JOT AUTOMATION GROUP AND PMJ AUTOMEC TO MERGE


The boards of directors of JOT Automation Group Plc and PMJ automec Corporation, both companies specialised in production automation for the electronics industry, have decided to propose to the general meetings of shareholders of the companies that the companies be combined through a merger. The proposed name of the new company is JOT Automation Group Plc. The combination of the companies' resources and technological know-how into one publicly listed company will create a global industry leader. The combination will support the strong growth of the business and boost the global activities. The management of the companies believes the combination to be in the interest of the companies' customers, personnel and shareholders.

The combined net sales of the merging companies during the financial year ended December 31, 1999 amounted to approximately 140 million euros and the combined result of the operations to a profit of 17.4 million euros. The combined growth of net sales amounted to 58 per cent compared with the previous year. The combined equity amounted to 59.5 million euros. The combined market capitalisation of the companies' publicly listed shares as of February 18, 2000 was 2416 million euros. The companies employ approximately 1000 people.

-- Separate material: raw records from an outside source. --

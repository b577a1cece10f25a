// src/resolve/mod.rs

//! Transitive file dependencies of a simulator run file.
//!
//! Run files (`*.fst`) and module inputs (`*.dat`) name the files they load
//! on lines that start with a quoted path. Anything quoted that ends in a
//! data, library or turbulence extension is a dependency; data files are
//! scanned again, everything else ends the branch.

use std::collections::HashSet;
use std::path::{Path, PathBuf};
use std::sync::LazyLock;

use regex::Regex;
use tracing::{debug, warn};

use crate::errors::{PipelineError, Result};
use crate::fs::{normalize_path, FileSystem};

static REFERENCE: LazyLock<Regex> = LazyLock::new(|| {
    Regex::new(r#"(?m)^"([^"]+\.(dat|dll|bts))".*"#).expect("reference pattern is valid")
});

/// Extensions whose contents are scanned for further references.
const SCANNABLE_EXTENSIONS: &[&str] = &["dat", "fst"];

pub fn is_scannable(path: &Path) -> bool {
    path.extension()
        .and_then(|e| e.to_str())
        .is_some_and(|ext| SCANNABLE_EXTENSIONS.contains(&ext))
}

/// Files referenced directly by `file`, resolved against its directory.
///
/// Returns an empty list for files that are not scannable.
pub fn direct_references(fs: &dyn FileSystem, file: &Path) -> Result<Vec<PathBuf>> {
    if !is_scannable(file) {
        return Ok(Vec::new());
    }

    let text = fs.read_to_string(file)?;
    let base = file.parent().unwrap_or_else(|| Path::new("."));

    Ok(REFERENCE
        .captures_iter(&text)
        .map(|caps| normalize_path(&base.join(&caps[1])))
        .collect())
}

/// A file being expanded, with the position of the next reference to visit.
struct Frame {
    path: PathBuf,
    refs: Vec<PathBuf>,
    next: usize,
}

impl Frame {
    fn open(fs: &dyn FileSystem, path: PathBuf) -> Result<Self> {
        let refs = direct_references(fs, &path)?;
        Ok(Self { path, refs, next: 0 })
    }

    fn next_ref(&mut self) -> Option<PathBuf> {
        let r = self.refs.get(self.next).cloned();
        self.next += 1;
        r
    }
}

/// Every file `run_file` depends on, transitively, in discovery order and
/// without duplicates. `run_file` itself is not included.
///
/// Shared dependencies (two modules loading the same table) are fine; a file
/// that is reachable from itself is reported as
/// [`PipelineError::DependencyCycle`]. A referenced data file that does not
/// exist is still returned, but cannot be scanned further.
pub fn resolve_dependencies(fs: &dyn FileSystem, run_file: &Path) -> Result<Vec<PathBuf>> {
    let root = normalize_path(run_file);

    let mut deps = Vec::new();
    let mut seen: HashSet<PathBuf> = HashSet::new();
    let mut on_path: HashSet<PathBuf> = HashSet::new();
    let mut stack = vec![Frame::open(fs, root.clone())?];
    on_path.insert(root);

    loop {
        let Some(frame) = stack.last_mut() else {
            break;
        };

        let Some(child) = frame.next_ref() else {
            if let Some(done) = stack.pop() {
                on_path.remove(&done.path);
            }
            continue;
        };

        if on_path.contains(&child) {
            let chain = stack
                .iter()
                .map(|f| f.path.display().to_string())
                .chain(std::iter::once(child.display().to_string()))
                .collect::<Vec<_>>()
                .join(" -> ");
            return Err(PipelineError::DependencyCycle(chain));
        }

        if !seen.insert(child.clone()) {
            continue;
        }
        deps.push(child.clone());

        if !is_scannable(&child) {
            continue;
        }
        if !fs.is_file(&child) {
            warn!(path = ?child, "referenced input file does not exist; not scanning it");
            continue;
        }

        on_path.insert(child.clone());
        stack.push(Frame::open(fs, child)?);
    }

    debug!(run_file = ?run_file, deps = deps.len(), "resolved run file dependencies");
    Ok(deps)
}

BENEFITS OF THE COMBINATION TO CUSTOMERS AND SHAREHOLDERS

Customers require their automation suppliers to provide more extensive know-how and services than before. By combining the sales and marketing, R&D, production and service resources internationally the new company will be able to meet customers' increasing requirements for increased production efficiency in a unique way. The new company will be able to better meet the requirements of customers' growth and production in the global markets and to influence the development of the industry. The companies' product and service concepts complete each other in an optimal way and will create a stronger international systems supplier within the industry.

The combination will create a global company with a geographically balanced customer base within the growing telecommunications industry. The wide product range and strong personnel resources of the new company will enable the fast and profitable growth to continue. Specialisation by plants and increased production series will add to cost-efficiency.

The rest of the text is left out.